Dataset records: Begin

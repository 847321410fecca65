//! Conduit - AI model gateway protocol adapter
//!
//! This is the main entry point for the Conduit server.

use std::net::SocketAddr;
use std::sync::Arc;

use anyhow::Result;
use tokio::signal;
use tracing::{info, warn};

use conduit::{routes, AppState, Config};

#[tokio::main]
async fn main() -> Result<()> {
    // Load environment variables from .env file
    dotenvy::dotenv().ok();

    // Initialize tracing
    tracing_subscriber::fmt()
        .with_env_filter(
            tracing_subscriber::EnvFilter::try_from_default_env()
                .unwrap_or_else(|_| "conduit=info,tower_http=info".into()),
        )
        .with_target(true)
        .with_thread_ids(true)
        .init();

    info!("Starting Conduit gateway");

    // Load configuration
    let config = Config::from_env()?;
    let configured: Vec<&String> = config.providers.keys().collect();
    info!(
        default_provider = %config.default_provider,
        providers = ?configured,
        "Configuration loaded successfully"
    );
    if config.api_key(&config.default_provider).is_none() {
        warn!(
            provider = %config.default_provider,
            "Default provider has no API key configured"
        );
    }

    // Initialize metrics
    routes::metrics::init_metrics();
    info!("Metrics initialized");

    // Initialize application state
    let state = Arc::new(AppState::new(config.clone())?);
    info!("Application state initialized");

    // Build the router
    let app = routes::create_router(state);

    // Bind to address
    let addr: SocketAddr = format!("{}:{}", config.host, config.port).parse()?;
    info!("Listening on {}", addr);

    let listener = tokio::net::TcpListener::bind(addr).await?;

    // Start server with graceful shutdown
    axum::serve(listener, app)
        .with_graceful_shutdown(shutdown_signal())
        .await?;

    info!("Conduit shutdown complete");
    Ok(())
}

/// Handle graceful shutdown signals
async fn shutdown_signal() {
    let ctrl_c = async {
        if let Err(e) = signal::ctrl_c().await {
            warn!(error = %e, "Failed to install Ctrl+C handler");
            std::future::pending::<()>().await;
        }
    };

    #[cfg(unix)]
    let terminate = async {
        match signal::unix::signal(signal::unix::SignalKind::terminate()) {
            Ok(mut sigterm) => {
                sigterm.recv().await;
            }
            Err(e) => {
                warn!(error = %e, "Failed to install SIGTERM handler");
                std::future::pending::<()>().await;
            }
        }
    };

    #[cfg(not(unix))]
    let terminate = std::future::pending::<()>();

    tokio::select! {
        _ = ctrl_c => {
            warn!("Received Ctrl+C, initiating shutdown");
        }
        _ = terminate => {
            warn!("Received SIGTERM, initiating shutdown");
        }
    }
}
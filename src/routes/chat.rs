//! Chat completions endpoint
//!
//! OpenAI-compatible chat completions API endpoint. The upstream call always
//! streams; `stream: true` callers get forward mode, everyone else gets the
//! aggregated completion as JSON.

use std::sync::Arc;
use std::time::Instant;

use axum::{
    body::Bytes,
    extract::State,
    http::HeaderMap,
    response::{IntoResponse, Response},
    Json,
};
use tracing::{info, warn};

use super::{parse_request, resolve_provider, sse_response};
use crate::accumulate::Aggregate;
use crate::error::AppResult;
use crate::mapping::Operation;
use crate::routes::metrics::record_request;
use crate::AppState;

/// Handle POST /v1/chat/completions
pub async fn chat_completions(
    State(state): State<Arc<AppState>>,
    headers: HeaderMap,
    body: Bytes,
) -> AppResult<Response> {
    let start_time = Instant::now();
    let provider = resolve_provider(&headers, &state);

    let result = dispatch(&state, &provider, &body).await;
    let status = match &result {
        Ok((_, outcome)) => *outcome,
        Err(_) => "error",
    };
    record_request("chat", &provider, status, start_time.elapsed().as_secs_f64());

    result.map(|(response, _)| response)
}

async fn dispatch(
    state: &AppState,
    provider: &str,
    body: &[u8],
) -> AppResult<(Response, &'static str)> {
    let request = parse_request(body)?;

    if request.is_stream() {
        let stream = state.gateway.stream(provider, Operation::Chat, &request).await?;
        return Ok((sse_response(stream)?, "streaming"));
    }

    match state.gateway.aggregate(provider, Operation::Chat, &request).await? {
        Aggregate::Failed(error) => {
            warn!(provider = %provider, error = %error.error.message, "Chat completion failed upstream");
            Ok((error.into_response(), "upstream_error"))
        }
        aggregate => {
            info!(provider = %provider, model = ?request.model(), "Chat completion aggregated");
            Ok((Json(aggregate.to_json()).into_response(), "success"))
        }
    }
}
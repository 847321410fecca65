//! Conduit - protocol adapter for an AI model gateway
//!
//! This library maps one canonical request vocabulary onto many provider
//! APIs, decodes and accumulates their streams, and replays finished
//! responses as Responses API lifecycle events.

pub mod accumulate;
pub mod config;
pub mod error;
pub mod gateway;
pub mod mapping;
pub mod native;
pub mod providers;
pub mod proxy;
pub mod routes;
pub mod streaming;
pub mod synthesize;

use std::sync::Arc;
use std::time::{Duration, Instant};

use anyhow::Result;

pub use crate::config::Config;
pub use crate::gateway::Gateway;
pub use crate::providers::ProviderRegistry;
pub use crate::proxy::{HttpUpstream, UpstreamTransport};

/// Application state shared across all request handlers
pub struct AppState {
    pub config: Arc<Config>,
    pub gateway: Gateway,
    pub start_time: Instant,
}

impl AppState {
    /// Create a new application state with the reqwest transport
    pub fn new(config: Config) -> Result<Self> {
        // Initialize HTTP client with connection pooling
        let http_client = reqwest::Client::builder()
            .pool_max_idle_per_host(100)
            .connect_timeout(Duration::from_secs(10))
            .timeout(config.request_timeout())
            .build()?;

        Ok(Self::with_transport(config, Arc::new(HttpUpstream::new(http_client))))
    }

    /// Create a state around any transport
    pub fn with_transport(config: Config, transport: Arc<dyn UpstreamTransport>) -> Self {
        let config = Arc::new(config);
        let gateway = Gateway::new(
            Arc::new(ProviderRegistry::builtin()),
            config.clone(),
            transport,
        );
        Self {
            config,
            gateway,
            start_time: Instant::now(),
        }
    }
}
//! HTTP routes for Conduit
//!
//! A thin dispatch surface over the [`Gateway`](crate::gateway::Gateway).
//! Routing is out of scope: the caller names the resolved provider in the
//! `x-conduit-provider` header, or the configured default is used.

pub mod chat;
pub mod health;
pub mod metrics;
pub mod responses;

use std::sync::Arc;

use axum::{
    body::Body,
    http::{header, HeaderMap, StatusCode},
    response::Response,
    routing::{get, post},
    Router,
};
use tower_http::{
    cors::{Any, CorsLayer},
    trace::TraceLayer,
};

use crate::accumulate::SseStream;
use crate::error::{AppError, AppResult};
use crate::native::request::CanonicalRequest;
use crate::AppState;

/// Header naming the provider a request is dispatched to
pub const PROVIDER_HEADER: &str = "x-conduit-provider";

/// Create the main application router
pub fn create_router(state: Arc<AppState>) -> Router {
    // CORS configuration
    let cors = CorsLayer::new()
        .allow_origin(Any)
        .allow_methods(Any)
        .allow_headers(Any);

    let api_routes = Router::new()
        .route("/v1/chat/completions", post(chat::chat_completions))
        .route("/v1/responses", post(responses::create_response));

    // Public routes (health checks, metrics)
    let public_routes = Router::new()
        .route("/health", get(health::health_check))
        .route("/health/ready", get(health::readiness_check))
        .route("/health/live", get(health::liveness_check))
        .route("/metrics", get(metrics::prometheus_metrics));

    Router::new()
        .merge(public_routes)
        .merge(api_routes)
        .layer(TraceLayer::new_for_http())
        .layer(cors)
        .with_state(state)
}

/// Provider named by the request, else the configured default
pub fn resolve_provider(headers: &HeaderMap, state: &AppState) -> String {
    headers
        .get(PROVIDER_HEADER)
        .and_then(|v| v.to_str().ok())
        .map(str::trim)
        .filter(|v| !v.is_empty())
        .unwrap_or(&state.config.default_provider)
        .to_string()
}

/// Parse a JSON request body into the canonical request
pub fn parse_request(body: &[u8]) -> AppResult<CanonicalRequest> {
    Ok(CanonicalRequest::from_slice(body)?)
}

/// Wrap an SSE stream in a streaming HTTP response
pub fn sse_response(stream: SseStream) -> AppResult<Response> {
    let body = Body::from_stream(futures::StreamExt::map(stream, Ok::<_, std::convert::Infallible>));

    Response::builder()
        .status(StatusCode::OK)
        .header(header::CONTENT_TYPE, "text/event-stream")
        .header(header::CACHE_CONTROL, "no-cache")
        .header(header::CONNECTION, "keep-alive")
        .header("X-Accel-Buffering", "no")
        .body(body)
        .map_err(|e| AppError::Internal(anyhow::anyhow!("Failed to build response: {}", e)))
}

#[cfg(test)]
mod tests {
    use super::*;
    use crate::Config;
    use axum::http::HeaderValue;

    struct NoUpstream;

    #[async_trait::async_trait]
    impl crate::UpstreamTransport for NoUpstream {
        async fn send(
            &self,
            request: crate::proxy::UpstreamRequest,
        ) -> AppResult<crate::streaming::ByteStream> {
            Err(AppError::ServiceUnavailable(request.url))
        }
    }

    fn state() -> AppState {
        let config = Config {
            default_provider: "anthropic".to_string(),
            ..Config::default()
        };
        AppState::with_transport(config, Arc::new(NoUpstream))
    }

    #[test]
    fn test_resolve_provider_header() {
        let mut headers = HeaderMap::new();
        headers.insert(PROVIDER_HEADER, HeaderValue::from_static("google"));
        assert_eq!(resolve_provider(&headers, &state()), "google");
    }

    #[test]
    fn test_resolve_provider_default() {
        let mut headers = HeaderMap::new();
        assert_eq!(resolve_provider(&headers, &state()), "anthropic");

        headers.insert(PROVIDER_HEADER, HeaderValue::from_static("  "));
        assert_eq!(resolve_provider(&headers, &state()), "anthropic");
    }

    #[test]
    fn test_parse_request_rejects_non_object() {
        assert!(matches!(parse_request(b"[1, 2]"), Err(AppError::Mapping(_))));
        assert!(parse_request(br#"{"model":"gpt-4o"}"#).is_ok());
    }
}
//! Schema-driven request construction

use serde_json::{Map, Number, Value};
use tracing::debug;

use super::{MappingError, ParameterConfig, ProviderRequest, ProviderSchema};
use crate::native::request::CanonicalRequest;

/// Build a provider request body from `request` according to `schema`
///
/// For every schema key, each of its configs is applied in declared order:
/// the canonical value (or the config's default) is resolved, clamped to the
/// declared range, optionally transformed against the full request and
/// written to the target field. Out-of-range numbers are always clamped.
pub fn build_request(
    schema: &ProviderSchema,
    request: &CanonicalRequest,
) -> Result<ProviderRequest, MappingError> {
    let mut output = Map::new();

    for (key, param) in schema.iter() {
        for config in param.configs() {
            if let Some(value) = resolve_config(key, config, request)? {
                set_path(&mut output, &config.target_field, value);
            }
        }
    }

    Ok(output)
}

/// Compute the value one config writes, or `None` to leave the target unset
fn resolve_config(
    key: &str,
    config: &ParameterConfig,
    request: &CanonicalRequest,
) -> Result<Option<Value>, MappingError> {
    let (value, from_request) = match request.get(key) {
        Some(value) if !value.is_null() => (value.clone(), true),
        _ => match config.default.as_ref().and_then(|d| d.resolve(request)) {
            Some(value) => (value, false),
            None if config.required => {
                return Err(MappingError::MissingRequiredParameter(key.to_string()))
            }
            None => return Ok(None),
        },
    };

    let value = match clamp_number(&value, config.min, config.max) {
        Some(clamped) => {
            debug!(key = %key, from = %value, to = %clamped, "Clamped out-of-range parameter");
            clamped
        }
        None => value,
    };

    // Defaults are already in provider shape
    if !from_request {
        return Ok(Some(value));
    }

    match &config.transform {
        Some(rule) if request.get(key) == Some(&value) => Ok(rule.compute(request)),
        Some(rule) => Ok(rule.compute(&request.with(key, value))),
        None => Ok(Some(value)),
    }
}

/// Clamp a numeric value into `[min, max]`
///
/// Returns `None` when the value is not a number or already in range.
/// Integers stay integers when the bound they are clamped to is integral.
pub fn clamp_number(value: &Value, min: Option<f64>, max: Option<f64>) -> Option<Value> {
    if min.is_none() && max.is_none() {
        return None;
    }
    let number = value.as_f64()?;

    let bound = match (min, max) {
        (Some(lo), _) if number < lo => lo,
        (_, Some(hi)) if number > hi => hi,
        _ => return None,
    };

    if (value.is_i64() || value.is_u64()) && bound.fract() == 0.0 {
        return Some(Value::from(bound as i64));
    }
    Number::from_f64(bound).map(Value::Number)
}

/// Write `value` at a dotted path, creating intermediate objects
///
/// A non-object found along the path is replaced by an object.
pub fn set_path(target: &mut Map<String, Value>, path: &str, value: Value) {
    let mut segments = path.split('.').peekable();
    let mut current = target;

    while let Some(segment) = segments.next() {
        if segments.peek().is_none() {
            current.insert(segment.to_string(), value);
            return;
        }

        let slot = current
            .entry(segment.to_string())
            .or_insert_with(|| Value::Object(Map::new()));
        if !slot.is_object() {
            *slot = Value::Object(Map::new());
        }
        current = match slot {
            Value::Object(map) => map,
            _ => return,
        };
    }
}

Dataset records: End

Problem statement:
Above are the records; print exactly the lines from the line with "let mut output = Map::new();" to the line with "the target unset", including both, and nothing else.

Written solution:
    let mut output = Map::new();

    for (key, param) in schema.iter() {
        for config in param.configs() {
            if let Some(value) = resolve_config(key, config, request)? {
                set_path(&mut output, &config.target_field, value);
            }
        }
    }

    Ok(output)
}

/// Compute the value one config writes, or `None` to leave the target unset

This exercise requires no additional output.